Bandura, sosyal öğrenmeyi bir bireyin sosyal çevresi içinde gerçekleşen öğrenme türü olarak tanımlamıştır. Sosyal bağlamda gözlemleyerek ve model alarak öğrenme olarak açıklanabilecek bu kavramda insanların başkalarının eylemlerini ve eylemlerinin sonuçlarını gözleyerek öğrenmesi söz konusudur. Bandura, bazı insanların saldırganlık içeren davranışlarının pekişip bazılarının pekişmemesini, gözlemleyerek öğrenmede bulunması gereken dört aşamaya bağlamıştır: davranışa dikkat etmek, bilgiyi hatırlamak, görülen şeyi gerçekleştirmek ve bunun sonucunda ödüllendirileceğini düşünmek. Bu süreçte kişiler modelledikleri kişinin davranışının önemli niteliklerine odaklanmakta ve bunları aklında tutmaktadır. Sonraki aşamada ise gördüklerini gerçekleştirmekte ve bir sonuç beklentisi içine girmektedirler. Kavga ettiği gerekçesiyle çocuğunu cezalandıran ebeveynler, bu yolla, büyük ve güçlü olanın istediğini yapabileceğini göstermiş olmakta ve bu da çocuklarda daha fazla saldırganlığa yol açmaktadır. Saldırganlık gösteren çocukların aileleri; saldırgan çocuk ve bir diğer aile üyesi arasındaki zor etkileşimlerle, ebeveynlerin tutarsız, cezalandırıcı veya denetim eksikliği içeren ebeveynlik stilleriyle, yüksek saldırganlık gösterilmesinde rol oynamaktadırlar. Bir birey diğerine vurma, bağırma gibi bir etmen yarattığında, diğer birey de kendi olumsuz tepkisini sunacaktır.

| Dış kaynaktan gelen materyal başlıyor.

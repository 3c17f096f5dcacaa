//! CLI argument parsing.

mod args;
pub mod validators;

pub use args::{Cli, parse_from};
pub use validators::MassList;
//! CLI argument definitions.
//!
//! Flag spellings (`--only_inj`, `--mMed_values`, ...) are kept exactly as the
//! analysis group types them in its run scripts. A flag given twice takes
//! its last value, so wrapper scripts can append overrides to a base command.

use super::validators::{MassList, parse_label, parse_mass_list, parse_signal_strength};
use crate::constants::CONFIG_ENV;
use crate::error::{Error, Result};
use clap::Parser;
use clap::error::{ContextKind, ContextValue, ErrorKind};
use std::ffi::OsString;
use std::path::PathBuf;

/// Signal-injection limit pipeline for the boosted SVJ search.
///
/// Generates datacards, a signal-injected toy, expected and observed
/// likelihood scans, and a brazil plot by driving the external analysis tools.
#[derive(Debug, Parser)]
#[command(name = "svj-siginj")]
#[command(author, version, about, long_about = None)]
#[command(args_override_self = true)]
#[allow(clippy::struct_excessive_bools)]
pub struct Cli {
    /// Toys date (accepted, not used by any step).
    #[arg(short = 'd', value_name = "DATE")]
    pub toys_date: Option<String>,

    /// Only run the fits: skip datacard and toy generation.
    #[arg(short = 'f')]
    pub fits_only: bool,

    /// Only run the injected fit: skip the expected-limit scan.
    #[arg(long = "only_inj")]
    pub only_inj: bool,

    /// Selection label used in path templates [default: bdt=0.67].
    #[arg(long = "sel", value_name = "SEL", value_parser = parse_label)]
    pub sel: Option<String>,

    /// Date stamp of the merged histogram directory [default: 20241115].
    #[arg(long = "hists_date", value_name = "DATE", value_parser = parse_label)]
    pub hists_date: Option<String>,

    /// Injected signal strength [default: 0.2].
    #[arg(long = "siginj", value_name = "MU", value_parser = parse_signal_strength)]
    pub siginj: Option<String>,

    /// Injected mediator mass [default: 350].
    #[arg(long = "mInj", value_name = "MASS")]
    pub m_inj: Option<u32>,

    /// Dark-sector mass label [default: 10].
    #[arg(long = "mDark", value_name = "MASS", value_parser = parse_label)]
    pub m_dark: Option<String>,

    /// Invisible-fraction label [default: 0p3].
    #[arg(long = "rinv", value_name = "RINV", value_parser = parse_label)]
    pub rinv: Option<String>,

    /// Space-separated mediator masses for datacard generation.
    #[arg(long = "mMed_values", value_name = "MASSES", value_parser = parse_mass_list)]
    pub m_med_values: Option<MassList>,

    /// Path to a TOML config file.
    #[arg(long, value_name = "PATH", env = CONFIG_ENV)]
    pub config: Option<PathBuf>,

    /// Print the commands instead of running them.
    #[arg(long)]
    pub dry_run: bool,

    /// Stop at the first failing step.
    #[arg(long)]
    pub fail_fast: bool,

    /// Write a JSON run summary to this path.
    #[arg(long, value_name = "PATH")]
    pub summary: Option<PathBuf>,

    /// Disable the step progress bar.
    #[arg(long)]
    pub no_progress: bool,

    /// Only log warnings and errors.
    #[arg(short, long)]
    pub quiet: bool,

    /// Increase verbosity (-v: debug, -vv: trace).
    #[arg(short, long, action = clap::ArgAction::Count)]
    pub verbose: u8,
}

/// Parse command-line arguments.
///
/// Unrecognised flags and stray positionals become
/// [`Error::UnknownParameter`]; every other clap error (help, version,
/// malformed values) is returned as [`Error::Usage`].
pub fn parse_from<I, T>(args: I) -> Result<Cli>
where
    I: IntoIterator<Item = T>,
    T: Into<OsString> + Clone,
{
    Cli::try_parse_from(args).map_err(|err| match err.kind() {
        ErrorKind::UnknownArgument => Error::UnknownParameter {
            flag: invalid_arg(&err),
        },
        _ => Error::Usage(err),
    })
}

fn invalid_arg(err: &clap::Error) -> String {
    match err.get(ContextKind::InvalidArg) {
        Some(ContextValue::String(arg)) => arg.clone(),
        Some(other) => other.to_string(),
        None => "<unknown>".to_string(),
    }
}
//! Progress bar utilities for pipeline steps.

use indicatif::{ProgressBar, ProgressStyle};

/// Create a progress bar over the pipeline's steps.
pub fn create_step_progress(total_steps: usize, enabled: bool) -> Option<ProgressBar> {
    if !enabled || total_steps == 0 {
        return None;
    }

    let pb = ProgressBar::new(total_steps as u64);
    pb.set_style(
        ProgressStyle::default_bar()
            .template("[{elapsed_precise}] {bar:40.cyan/blue} {pos}/{len} steps - {msg}")
            .unwrap_or_else(|_| ProgressStyle::default_bar())
            .progress_chars("█▓▒░ "),
    );
    Some(pb)
}

/// Show the step currently running.
pub fn set_step(pb: Option<&ProgressBar>, label: &str) {
    if let Some(pb) = pb {
        pb.set_message(label.to_string());
    }
}

/// Finish a progress bar with a message.
pub fn finish_progress(pb: Option<ProgressBar>, message: &str) {
    if let Some(pb) = pb {
        pb.finish_with_message(message.to_string());
    }
}

/// Increment a progress bar.
pub fn inc_progress(pb: Option<&ProgressBar>) {
    if let Some(pb) = pb {
        pb.inc(1);
    }
}

#[cfg(test)]
mod tests {
    use super::*;

    #[test]
    fn test_disabled_progress_is_none() {
        assert!(create_step_progress(5, false).is_none());
        assert!(create_step_progress(0, true).is_none());
    }

    #[test]
    fn test_progress_counts_steps() {
        let pb = create_step_progress(3, true);
        inc_progress(pb.as_ref());
        set_step(pb.as_ref(), "observed scan");
        assert_eq!(pb.as_ref().map(ProgressBar::position), Some(1));
        finish_progress(pb, "Complete");
    }
}
//! Configuration file loading.

use crate::config::Config;
use crate::error::{Error, Result};
use std::path::Path;

/// Load configuration from a TOML file.
///
/// Returns default config if the file does not exist.
pub fn load_config_file(path: &Path) -> Result<Config> {
    if !path.exists() {
        return Ok(Config::default());
    }

    read_config(path)
}

/// Load configuration from a file the user named explicitly.
///
/// Unlike [`load_config_file`], a missing file is an error.
pub fn load_explicit_config(path: &Path) -> Result<Config> {
    read_config(path)
}

/// Load configuration from the default platform-specific path.
///
/// Returns default config if no config file exists.
pub fn load_default_config() -> Result<Config> {
    super::config_file_path().map_or_else(|_| Ok(Config::default()), |path| load_config_file(&path))
}

fn read_config(path: &Path) -> Result<Config> {
    let contents = std::fs::read_to_string(path).map_err(|e| Error::ConfigRead {
        path: path.to_path_buf(),
        source: e,
    })?;

    toml::from_str(&contents).map_err(|e| Error::ConfigParse {
        path: path.to_path_buf(),
        source: e,
    })
}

- Çocuklar, model yüksek bir sosyal sınıftan olduğunda ve modelin olumlu sonuç ve ödüllerle karşılaştığını gördüğünde veya saldırganlığı için ceza almadığını izlediklerinde modeli taklit etme eğilimlerinin daha fazla olduğu bilinmektedir.
- Çocuklar, saldırganlığı uygulama fırsatları verildiğinde, kurbanlarına zarar verdikleri zaman caydırıcı veya itici sonuçlarla karşılaşmazlarsa veya ödüle ulaşmayı başarırlarsa saldırgan davranışları öğrenmektedirler.
- Ceza da acıya neden olduğu veya cezalandırılan tepkiye olumlu sunulan seçenek olmadığı, ceza geciktiği veya tutarsız olduğu zaman saldırganlığı artırmaktadır.
- Cezayı veren kişiye yönelik karşı saldırının başarılı olma olasılığı söz konusuysa saldırganlık sürdürülmektedir.
- Çocuğu inciterek veya karalayarak cezalandıran yetişkin acıya sebep olmakla kalmaz, saldırganlık için de bir model olmuş olur.
Saldırganlık, düşmanca eylemi haklı çıkaran bilişsel süreçlerle devam edebilmektedir: bir kişinin eylemlerinin, bir başkasının daha aşırı eylemleri yönüyle karşılaştırmak, kendisini veya başkalarını koruyabilmek gibi olumlu nitelendirilen eylemler için uğraşmak, sorumluluğu başkasına yüklemek veya kurbanlarına aşağılayıcı etiketlemeler yaparak insan olarak görmemek gibi.
Televizyondaki saldırganlığı izlemek özellikle erkek çocuklar ve saldırganlık öyküsü olan çocuklarda saldırganlığı artırabilmektedir. Şiddet içerikli bilgisayar oyunları oynamak veya izlemek de aynı etkiye sahip olabilmektedir. Olumsuz davranışlara sahip akran grupları veya mahalle çeteleri gibi gruplara üye olmak da saldırganlık için model olmakta ve grup üyelerinin saldırganlığını pekiştirebilmektedir.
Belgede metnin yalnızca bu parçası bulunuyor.